[Saved data entries]
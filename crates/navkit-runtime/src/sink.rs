#![forbid(unsafe_code)]

//! Error sink for faults that must not interrupt navigation.
//!
//! Two kinds of failure cannot be returned to a caller:
//!
//! - a coordinator callback panics during reconciliation, and
//! - a request posted through a [`NavHandle`](crate::NavHandle) turns out to
//!   be invalid when the router gets to it.
//!
//! Both are handed to an [`ErrorSink`]. The default [`TracingSink`] logs them;
//! applications can route them to crash reporting instead.

use std::fmt;

use navkit_core::ScreenId;
use tracing::{error, warn};

use crate::error::RouterError;
use crate::host::TransitionKind;

/// Which callback failed.
#[derive(Debug, Clone, Copy, PartialEq, Eq)]
pub enum CallbackKind {
    /// An on-leave callback from a push.
    Leave,
    /// A modal's dismissal callback from a present.
    Dismiss,
    /// The completion passed to a dismiss.
    DismissCompletion,
}

impl CallbackKind {
    /// Stable name for logs.
    pub fn as_str(self) -> &'static str {
        match self {
            Self::Leave => "leave",
            Self::Dismiss => "dismiss",
            Self::DismissCompletion => "dismiss_completion",
        }
    }
}

/// A fault reported out of band.
#[derive(Debug, Clone, PartialEq, Eq)]
pub enum RouterFault {
    /// A callback panicked. Its registry entry was still evicted.
    CallbackPanicked {
        screen: ScreenId,
        callback: CallbackKind,
        message: String,
    },
    /// A deferred request was invalid when dequeued and was dropped.
    RejectedRequest {
        kind: TransitionKind,
        error: RouterError,
    },
}

impl fmt::Display for RouterFault {
    fn fmt(&self, f: &mut fmt::Formatter<'_>) -> fmt::Result {
        match self {
            Self::CallbackPanicked {
                screen,
                callback,
                message,
            } => write!(
                f,
                "{} callback for {screen} panicked: {message}",
                callback.as_str()
            ),
            Self::RejectedRequest { kind, error } => {
                write!(f, "deferred {} rejected: {error}", kind.as_str())
            }
        }
    }
}

/// Receiver for [`RouterFault`]s.
pub trait ErrorSink {
    /// Report one fault. Must not panic.
    fn report(&mut self, fault: RouterFault);
}

impl<F: FnMut(RouterFault)> ErrorSink for F {
    fn report(&mut self, fault: RouterFault) {
        self(fault)
    }
}

/// Sink that logs faults through `tracing`.
#[derive(Debug, Default, Clone, Copy)]
pub struct TracingSink;

impl ErrorSink for TracingSink {
    fn report(&mut self, fault: RouterFault) {
        match &fault {
            RouterFault::CallbackPanicked {
                screen,
                callback,
                message,
            } => error!(
                screen = screen.raw(),
                callback = callback.as_str(),
                message = %message,
                "navigation callback panicked"
            ),
            RouterFault::RejectedRequest { kind, error } => warn!(
                kind = kind.as_str(),
                error = %error,
                "deferred navigation request rejected"
            ),
        }
    }
}
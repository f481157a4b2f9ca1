#![forbid(unsafe_code)]

//! Scripted platform host.

use std::collections::VecDeque;

use navkit_core::ScreenId;
use navkit_runtime::{HostEvent, NavigationHost, Transition, TransitionKind, TransitionStart};

/// How a [`ScriptedHost`] takes animated transitions.
#[derive(Debug, Clone, Copy, PartialEq, Eq, Default)]
pub enum HostMode {
    /// Report animated transitions as animating; the test confirms them.
    #[default]
    Animate,
    /// Apply everything synchronously.
    Complete,
}

/// One transition as the host saw it.
#[derive(Debug, Clone, PartialEq, Eq)]
pub struct TransitionRecord {
    pub kind: TransitionKind,
    pub animated: bool,
    pub incoming: Option<ScreenId>,
    pub from: Vec<ScreenId>,
    pub to: Vec<ScreenId>,
}

impl TransitionRecord {
    /// The signal a host sends when this transition finishes.
    pub fn completed(&self) -> HostEvent {
        HostEvent::Completed {
            top: self.to.last().copied(),
        }
    }

    /// The signal a host sends when this transition is aborted.
    pub fn cancelled(&self) -> HostEvent {
        HostEvent::Cancelled {
            top: self.from.last().copied(),
        }
    }
}

/// Host that records transitions and answers from a script.
#[derive(Debug, Default)]
pub struct ScriptedHost {
    mode: HostMode,
    script: VecDeque<TransitionStart>,
    records: Vec<TransitionRecord>,
}

impl ScriptedHost {
    /// Host that animates every animated transition.
    pub fn animating() -> Self {
        Self::default()
    }

    /// Host that completes every transition synchronously.
    pub fn immediate() -> Self {
        Self {
            mode: HostMode::Complete,
            ..Self::default()
        }
    }

    pub fn mode(&self) -> HostMode {
        self.mode
    }

    pub fn set_mode(&mut self, mode: HostMode) {
        self.mode = mode;
    }

    /// Answer the next `begin` with `start`, ahead of the mode.
    pub fn script(&mut self, start: TransitionStart) {
        self.script.push_back(start);
    }

    /// Every transition begun so far.
    pub fn records(&self) -> &[TransitionRecord] {
        &self.records
    }

    /// The most recent transition.
    pub fn last(&self) -> Option<&TransitionRecord> {
        self.records.last()
    }

    /// Completion signal for the most recent transition.
    pub fn confirm_last(&self) -> Option<HostEvent> {
        self.last().map(TransitionRecord::completed)
    }

    /// Cancellation signal for the most recent transition.
    pub fn cancel_last(&self) -> Option<HostEvent> {
        self.last().map(TransitionRecord::cancelled)
    }

    /// Kinds of every transition begun, in order.
    pub fn kinds(&self) -> Vec<TransitionKind> {
        self.records.iter().map(|r| r.kind).collect()
    }
}

impl<C> NavigationHost<C> for ScriptedHost {
    fn begin(&mut self, transition: &Transition<'_, C>) -> TransitionStart {
        self.records.push(TransitionRecord {
            kind: transition.kind,
            animated: transition.animated,
            incoming: transition.incoming.map(|screen| screen.id()),
            from: transition.from.to_vec(),
            to: transition.to.to_vec(),
        });
        if let Some(start) = self.script.pop_front() {
            return start;
        }
        match self.mode {
            HostMode::Animate => TransitionStart::Animating,
            HostMode::Complete => TransitionStart::Completed,
        }
    }
}
impl<C> std::fmt::Debug for TransitionObserver<C> {
    fn fmt(&self, f: &mut std::fmt::Formatter<'_>) -> std::fmt::Result {
        f.debug_struct("TransitionObserver")
            .field("phase", &self.phase())
            .field("pending", &self.pending())
            .finish()
    }
}

impl<C> Default for TransitionObserver<C> {
    fn default() -> Self {
        Self { state: State::Idle }
    }
}

impl<C> TransitionObserver<C> {
    /// Create an idle observer.
    #[must_use]
    pub fn new() -> Self {
        Self::default()
    }

    /// Current phase.
    pub fn phase(&self) -> ObserverPhase {
        match self.state {
            State::Idle => ObserverPhase::Idle,
            State::Animating(_) => ObserverPhase::Animating,
            State::Reconciling => ObserverPhase::Reconciling,
        }
    }

    /// The in-flight transition, while animating.
    pub fn pending(&self) -> Option<&PendingTransition<C>> {
        match &self.state {
            State::Animating(pending) => Some(pending),
            State::Idle | State::Reconciling => None,
        }
    }

    /// Whether requests may run now.
    #[inline]
    pub fn is_idle(&self) -> bool {
        matches!(self.state, State::Idle)
    }

    /// `Idle -> Animating`. Returns the transition back if not idle.
    pub(crate) fn begin_animating(
        &mut self,
        pending: PendingTransition<C>,
    ) -> Result<(), PendingTransition<C>> {
        if !self.is_idle() {
            return Err(pending);
        }
        self.state = State::Animating(pending);
        Ok(())
    }

    /// `Idle -> Reconciling` for transitions that complete synchronously.
    pub(crate) fn begin_reconciling(&mut self) {
        debug_assert!(self.is_idle(), "synchronous commit while busy");
        self.state = State::Reconciling;
    }

    /// `Reconciling -> Idle`.
    pub(crate) fn finish(&mut self) {
        self.state = State::Idle;
    }

    /// Feed a `Completed` or `Cancelled` signal.
    ///
    /// A `Completed` whose top equals the pre-mutation top is a cancellation:
    /// hosts that only report "now showing X" say the same thing for both.
    pub(crate) fn observe(&mut self, event: HostEvent) -> Verdict<C> {
        let (reported, completed) = match event {
            HostEvent::Completed { top } => (top, true),
            HostEvent::Cancelled { top } => (top, false),
            HostEvent::InteractivePopBegan | HostEvent::InteractiveDismissBegan => {
                return Verdict::Discard(DiscardReason::Busy);
            }
        };

        let pending = match std::mem::replace(&mut self.state, State::Idle) {
            State::Animating(pending) => pending,
            other => {
                self.state = other;
                return Verdict::Discard(DiscardReason::NothingPending);
            }
        };

        if completed && reported == pending.requested_top() {
            self.state = State::Reconciling;
            Verdict::Commit(pending)
        } else if reported == pending.before_top() {
            Verdict::Cancel(pending)
        } else {
            let expected = if completed {
                pending.requested_top()
            } else {
                pending.before_top()
            };
            self.state = State::Animating(pending);
            Verdict::Discard(DiscardReason::TopMismatch { expected, reported })
        }
    }

    /// Resolve every identity in `before − after`, innermost first.
    ///
    /// Must be called while `Reconciling`.
    pub(crate) fn reconcile(
        &self,
        before: &[ScreenId],
        after: &[ScreenId],
        registry: &mut CompletionRegistry,
        sink: &mut dyn ErrorSink,
    ) -> ReconcileReport {
        debug_assert_eq!(self.phase(), ObserverPhase::Reconciling);

        let removed = removed_innermost_first(before, after);
        let mut report = ReconcileReport {
            removed: removed.len() as u64,
            ..ReconcileReport::default()
        };
        if removed.is_empty() {
            return report;
        }

        let start = Instant::now();
        let span = info_span!(
            "navkit.reconcile",
            removed = report.removed,
            resolved = tracing::field::Empty,
            failed = tracing::field::Empty,
            duration_us = tracing::field::Empty
        );
        let _guard = span.enter();

        for id in removed {
            match registry.resolve(id) {
                Resolution::NotRegistered => {}
                Resolution::Invoked => report.resolved += 1,
                Resolution::Panicked(message) => {
                    report.resolved += 1;
                    report.failed += 1;
                    sink.report(RouterFault::CallbackPanicked {
                        screen: id,
                        callback: CallbackKind::Leave,
                        message,
                    });
                }
            }
        }

        span.record("resolved", report.resolved);
        span.record("failed", report.failed);
        span.record("duration_us", start.elapsed().as_micros() as u64);
        report
    }
}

■ ASSIGNMENT ■
Could you return exactly the stretch of the data above that starts at the line with "impl<C> std::fmt::Debug for" and ends at the line with "impl<C> Default for", both lines included?

■ PROBLEM SOLUTION ■
impl<C> std::fmt::Debug for TransitionObserver<C> {
    fn fmt(&self, f: &mut std::fmt::Formatter<'_>) -> std::fmt::Result {
        f.debug_struct("TransitionObserver")
            .field("phase", &self.phase())
            .field("pending", &self.pending())
            .finish()
    }
}

impl<C> Default for TransitionObserver<C> {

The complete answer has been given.